BOSTON and SYDNEY — 4 July 2018 — GI Dynamics® Inc. (ASX: GID), a medical device company that is developing EndoBarrier® for patients with type 2 diabetes and obesity, is pleased to announce further positive results from the ongoing National Health Service (NHS) EndoBarrier Service in the U.K., which Robert Ryder, MD, of Sandwell and West Birmingham Hospitals presented at the American Diabetes Association’s (ADA) 78th Scientific Sessions.
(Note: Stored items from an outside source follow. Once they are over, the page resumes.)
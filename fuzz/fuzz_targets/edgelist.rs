#![no_main]

use libfuzzer_sys::fuzz_target;
use followcover::loader::load_graph_from_mem;

fuzz_target!(|data: &[u8]| {
    if let Ok(graph) = load_graph_from_mem(data) {
        let cover = graph.find_minimum_cover();
        assert!(graph.is_covered_by(&cover));
        assert_eq!(graph.export().len(), graph.vertex_count());
    }
});
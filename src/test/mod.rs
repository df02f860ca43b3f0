//! Reference networks shared by the unit tests.

use crate::{FollowGraph, VertexId};

pub fn id(n: i64) -> VertexId {
    VertexId::new(n)
}

// Helper function to build a graph with vertices `0..count` and the given edges
pub fn network(count: i64, edges: &[(i64, i64)]) -> FollowGraph {
    let mut graph = FollowGraph::new();
    for n in 0..count {
        graph.add_vertex(id(n));
    }
    for &(from, to) in edges {
        graph.add_edge(id(from), id(to)).unwrap();
    }
    graph
}

/// Five users with a mutual follow, a duplicate edge and two followers of 3.
pub fn simple_network() -> FollowGraph {
    network(5, &[(0, 1), (1, 0), (2, 1), (2, 1), (2, 3), (4, 3)])
}

/// Two hubs: 0 followed by 1..=4, and 4 followed by 5 and 6.
pub fn custom_network() -> FollowGraph {
    network(7, &[(1, 0), (2, 0), (3, 0), (4, 0), (5, 4), (6, 4)])
}

/// A 4-cycle with duplicated and triplicated edges.
pub fn strongly_connected_network() -> FollowGraph {
    network(
        4,
        &[(0, 1), (1, 2), (2, 3), (2, 3), (3, 0), (3, 0), (3, 0)],
    )
}
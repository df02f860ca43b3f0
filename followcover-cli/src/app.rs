use std::path::PathBuf;

use clap::{Parser, Subcommand};
use followcover::utils::SortOrder;

/// followcover - follows-network statistics and greedy influencer covers
#[derive(Debug, Parser)]
#[command(name = "followcover", version, about, long_about = None)]
pub struct Cli {
    #[command(flatten)]
    pub global: GlobalOptions,

    #[command(subcommand)]
    pub command: Command,
}

/// Options shared across all subcommands.
#[derive(Debug, Parser)]
pub struct GlobalOptions {
    /// Emit output as JSON instead of human-readable text.
    #[arg(long, global = true)]
    pub json: bool,

    /// Enable verbose (debug-level) logging output.
    #[arg(short, long, global = true)]
    pub verbose: bool,
}

#[derive(Debug, Subcommand)]
pub enum Command {
    /// Display network overview: vertex, edge and in-degree counts.
    Info {
        /// Path to the edge-list file.
        #[arg(value_name = "FILE")]
        path: PathBuf,
    },

    /// List vertices ranked by in-degree.
    Degrees {
        /// Path to the edge-list file.
        #[arg(value_name = "FILE")]
        path: PathBuf,

        /// Number of entries to show; 0 shows all.
        #[arg(long, default_value_t = 10)]
        top: usize,

        /// Sort order: ascending or descending.
        #[arg(long, default_value = "descending")]
        order: SortOrder,
    },

    /// Compute the greedy cover of the network.
    Cover {
        /// Path to the edge-list file.
        #[arg(value_name = "FILE")]
        path: PathBuf,

        /// Check that every vertex with followers is dominated by the cover.
        #[arg(long)]
        validate: bool,
    },

    /// Export the adjacency mapping of the network.
    Export {
        /// Path to the edge-list file.
        #[arg(value_name = "FILE")]
        path: PathBuf,

        /// Output format: text, json, dot.
        #[arg(long, default_value = "text")]
        format: String,
    },
}
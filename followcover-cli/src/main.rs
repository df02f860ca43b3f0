mod app;
mod commands;
mod output;

use anyhow::Context;
use clap::Parser;

use crate::app::{Cli, Command};

fn main() -> anyhow::Result<()> {
    ctrlc::set_handler(|| {
        eprintln!("\nCancelled.");
        std::process::exit(130);
    })
    .context("failed to set Ctrl+C handler")?;

    let cli = Cli::parse();

    // Show followcover info+ on stderr unless --json; --verbose enables debug; RUST_LOG overrides
    if !cli.global.json {
        let level = if cli.global.verbose {
            log::LevelFilter::Debug
        } else {
            log::LevelFilter::Info
        };
        env_logger::Builder::new()
            .filter_module("followcover", level)
            .parse_default_env()
            .target(env_logger::Target::Stderr)
            .format_timestamp(None)
            .format_module_path(false)
            .format_target(false)
            .init();
    }

    match &cli.command {
        Command::Info { path } => commands::info::run(path, &cli.global),
        Command::Degrees { path, top, order } => {
            commands::degrees::run(path, *top, *order, &cli.global)
        }
        Command::Cover { path, validate } => commands::cover::run(path, *validate, &cli.global),
        Command::Export { path, format } => commands::export::run(path, format),
    }
}
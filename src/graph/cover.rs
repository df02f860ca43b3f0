//! Greedy dominating-set approximation.
//!
//! Picking a high in-degree vertex dominates all of its followers in one step, so ranking
//! by in-degree and walking the ranking once gives a compact (not minimum) cover. Finding
//! a minimum dominating set is NP-hard; this module makes no optimality claim.
//!
//! # Complexity
//!
//! - Time: O(V log V + E) - one sort of the in-degree index, each source set read once
//! - Space: O(V)

use std::collections::HashSet;

use crate::{
    graph::{FollowGraph, VertexId},
    utils::{sort_by_value, SortOrder},
};

/// Runs the single greedy pass behind [`FollowGraph::find_minimum_cover`].
pub(crate) fn greedy_cover(graph: &FollowGraph) -> HashSet<VertexId> {
    let total = graph.vertex_count();
    let ranked = sort_by_value(graph.in_degrees(), SortOrder::Descending);

    log::debug!(
        "greedy cover: {} ranked candidates over {} vertices",
        ranked.len(),
        total
    );

    let mut visited: HashSet<VertexId> = HashSet::with_capacity(total);
    let mut cover: HashSet<VertexId> = HashSet::new();

    for (candidate, degree) in ranked {
        if visited.len() == total {
            log::debug!(
                "greedy cover: all {} vertices visited, {} picked",
                total,
                cover.len()
            );
            return cover;
        }

        if cover.contains(&candidate) {
            continue;
        }

        log::trace!("greedy cover: picking {candidate} (in-degree {degree})");
        visited.insert(candidate);
        cover.insert(candidate);
        if let Some(vertex) = graph.vertex_ref(candidate) {
            visited.extend(vertex.source_ids());
        }
    }

    if visited.len() < total {
        log::warn!(
            "greedy cover: {} of {} vertices never received an edge and were not visited",
            total - visited.len(),
            total
        );
    }
    cover
}

/// Returns `cover` together with every vertex that follows a member of `cover`.
pub(crate) fn dominated_by(graph: &FollowGraph, cover: &HashSet<VertexId>) -> HashSet<VertexId> {
    let mut dominated = cover.clone();
    for member in cover {
        if let Some(vertex) = graph.vertex_ref(*member) {
            dominated.extend(vertex.source_ids());
        }
    }
    dominated
}

#[cfg(test)]
mod tests {
    use super::*;
    use crate::test::{custom_network, id, simple_network, strongly_connected_network};

    #[test]
    fn test_simple_network_cover() {
        let graph = simple_network();
        let cover = graph.find_minimum_cover();

        assert!(cover.contains(&id(3)));
        assert!(!cover.contains(&id(4)));
        assert_eq!(cover, HashSet::from([id(1), id(3)]));
        assert!(graph.is_covered_by(&cover));
    }

    #[test]
    fn test_custom_network_cover() {
        let graph = custom_network();
        let cover = graph.find_minimum_cover();

        assert!(cover.contains(&id(4)));
        assert!(!cover.contains(&id(6)));
        assert_eq!(cover, HashSet::from([id(0), id(4)]));
        assert!(graph.is_covered_by(&cover));
    }

    #[test]
    fn test_strongly_connected_cover_size() {
        // A 4-cycle is dominated by 2 vertices; the greedy order picks 3.
        let graph = strongly_connected_network();
        let cover = graph.find_minimum_cover();

        assert_eq!(cover.len(), 3);
        assert_eq!(cover, HashSet::from([id(0), id(3), id(1)]));
        assert!(graph.is_covered_by(&cover));
    }

    #[test]
    fn test_empty_graph_cover() {
        assert!(FollowGraph::new().find_minimum_cover().is_empty());
    }

    #[test]
    fn test_vertices_without_in_degree_are_never_picked() {
        let mut graph = FollowGraph::new();
        for n in 0..4 {
            graph.add_vertex(id(n));
        }
        // 1 and 2 follow 0; 3 is isolated
        graph.add_edge(id(1), id(0)).unwrap();
        graph.add_edge(id(2), id(0)).unwrap();

        let cover = graph.find_minimum_cover();
        assert_eq!(cover, HashSet::from([id(0)]));
        assert!(graph.is_covered_by(&cover));
        assert_eq!(graph.uncovered(&cover), vec![id(3)]);
    }

    #[test]
    fn test_ties_follow_first_observation_order() {
        // 0 and 1 both have in-degree 1; 0 is observed first, is picked first and
        // already visits both vertices.
        let mut graph = FollowGraph::new();
        graph.add_vertex(id(0));
        graph.add_vertex(id(1));
        graph.add_edge(id(1), id(0)).unwrap();
        graph.add_edge(id(0), id(1)).unwrap();

        assert_eq!(graph.find_minimum_cover(), HashSet::from([id(0)]));

        // A later, busier vertex outranks both and visits everything on its own.
        graph.add_vertex(id(2));
        graph.add_vertex(id(3));
        graph.add_edge(id(2), id(3)).unwrap();
        graph.add_edge(id(1), id(3)).unwrap();
        graph.add_edge(id(0), id(3)).unwrap();
        assert_eq!(graph.find_minimum_cover(), HashSet::from([id(3)]));
    }

    #[test]
    fn test_dominated_by() {
        let graph = custom_network();
        let dominated = dominated_by(&graph, &HashSet::from([id(4)]));
        assert_eq!(dominated, HashSet::from([id(4), id(5), id(6)]));
    }
}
The study, “U.K.’s 1st National Health Service (NHS) EndoBarrier Service: Outcomes in 1st 38 Patients to Reach 6 Months After Device Explant,” is based on the outcome from 38 of the 62 patients who completed six months post EndoBarrier removal since the NHS Service began in October 2014. Of these patients, 31 attended the 6-month follow-up appointment, making it possible to assess the outcome post treatment.

The primary outcomes of HbA1c, weight and BMI showed a significant reduction at explant and six months post explant compared to baseline values. Patients also saw a significant reduction in systolic blood pressure. A major triumph is that patients who were on insulin (n=20) saw a significant reduction in their daily dosage which remained significant after explant. Thirty-five percent of these patients discontinued the use of insulin even after EndoBarrier was explanted.

Of the 31 patients, 21 (68 percent) maintained the treatment effect post explant. For the patient cohort that did not retain benefit, some mean reduction in HbA1c was still maintained. Many of the patients who saw their benefit deteriorate reported other personal matters in their lives and 70 percent were diagnosed with depression.

This study is an extension of the poster “Maintenance of Efficacy After EndoBarrier in UK 1st National Health Service (NHS) EndoBarrier Service,” presented in June 2017 at ADA’s 77th Scientific Sessions, consisting of data  for 12 patients who reached the six month post explant point.

“We are pleased to present additional data suggesting that EndoBarrier can provide substantial clinical benefit post removal,” said Robert Ryder, MD. “The mean reduction in HbA1c of 2.5 percent and mean reduction in weight of 16kg are clinically significant, especially as many of these patients’ gains were accompanied by significant reduction in diabetic medications, in particular insulin”

“This release of clinical data further reinforces treatment durability of EndoBarrier after removal, with 68 percent of patients retaining significant clinical benefit six months after removal,” said Scott Schorer, president and chief executive officer of GI Dynamics. “We are pleased that expanded clinical data indicates EndoBarrier has a treatment effect that extends beyond the treatment period in many patients. GI Dynamics is focused on providing patients with the ability to improve their health and maintain a healthy lifestyle.”


About GI Dynamics

GI Dynamics®, Inc. (ASX:GID) is the developer of EndoBarrier®, the first endoscopically-delivered device therapy for the treatment of type 2 diabetes and obesity. EndoBarrier is not approved for sale and is limited by federal law to investigational use only. Founded in 2003, GI Dynamics is headquartered in Boston, Massachusetts. For more information please visit


Forward-Looking Statements

This announcement may contain forward-looking statements. These forward-looking statements are based on GI Dynamics management’s current estimates and expectations of future events as of the date of this announcement. Furthermore, the estimates are subject to several risks and uncertainties that could cause actual results to differ materially and adversely from those indicated in or implied by such forward-looking statements. These risks and uncertainties include, but are not limited to, risks associated with our ability to continue to operate as a going concern, our ability to maintain compliance with our obligations under the Convertible Loan Note executed with Crystal Amber Fund Limited, obtaining and maintaining regulatory approvals required to market and sell our products; obtaining funding from third parties; the consequences of stopping the ENDO trial and the possibility that future clinical trials will not be successful or confirm earlier results; the timing and costs of clinical trials; the timing of regulatory submissions; the timing, receipt and maintenance of regulatory approvals; the timing and amount of other expenses; the timing and extent of third-party reimbursement; intellectual-property risk; risks related to excess inventory; and risks related to assumptions regarding the size of the available market, the benefits of our products, product pricing, timing of product launches, future financial results and other factors, including those described in our filings with the U.S. Securities and Exchange Commission. Given these uncertainties, one should not place undue reliance on these forward-looking statements. We do not assume any obligation to publicly update or revise any forward-looking statements, whether as a result of new information or future events or otherwise, unless we are required to do so by law.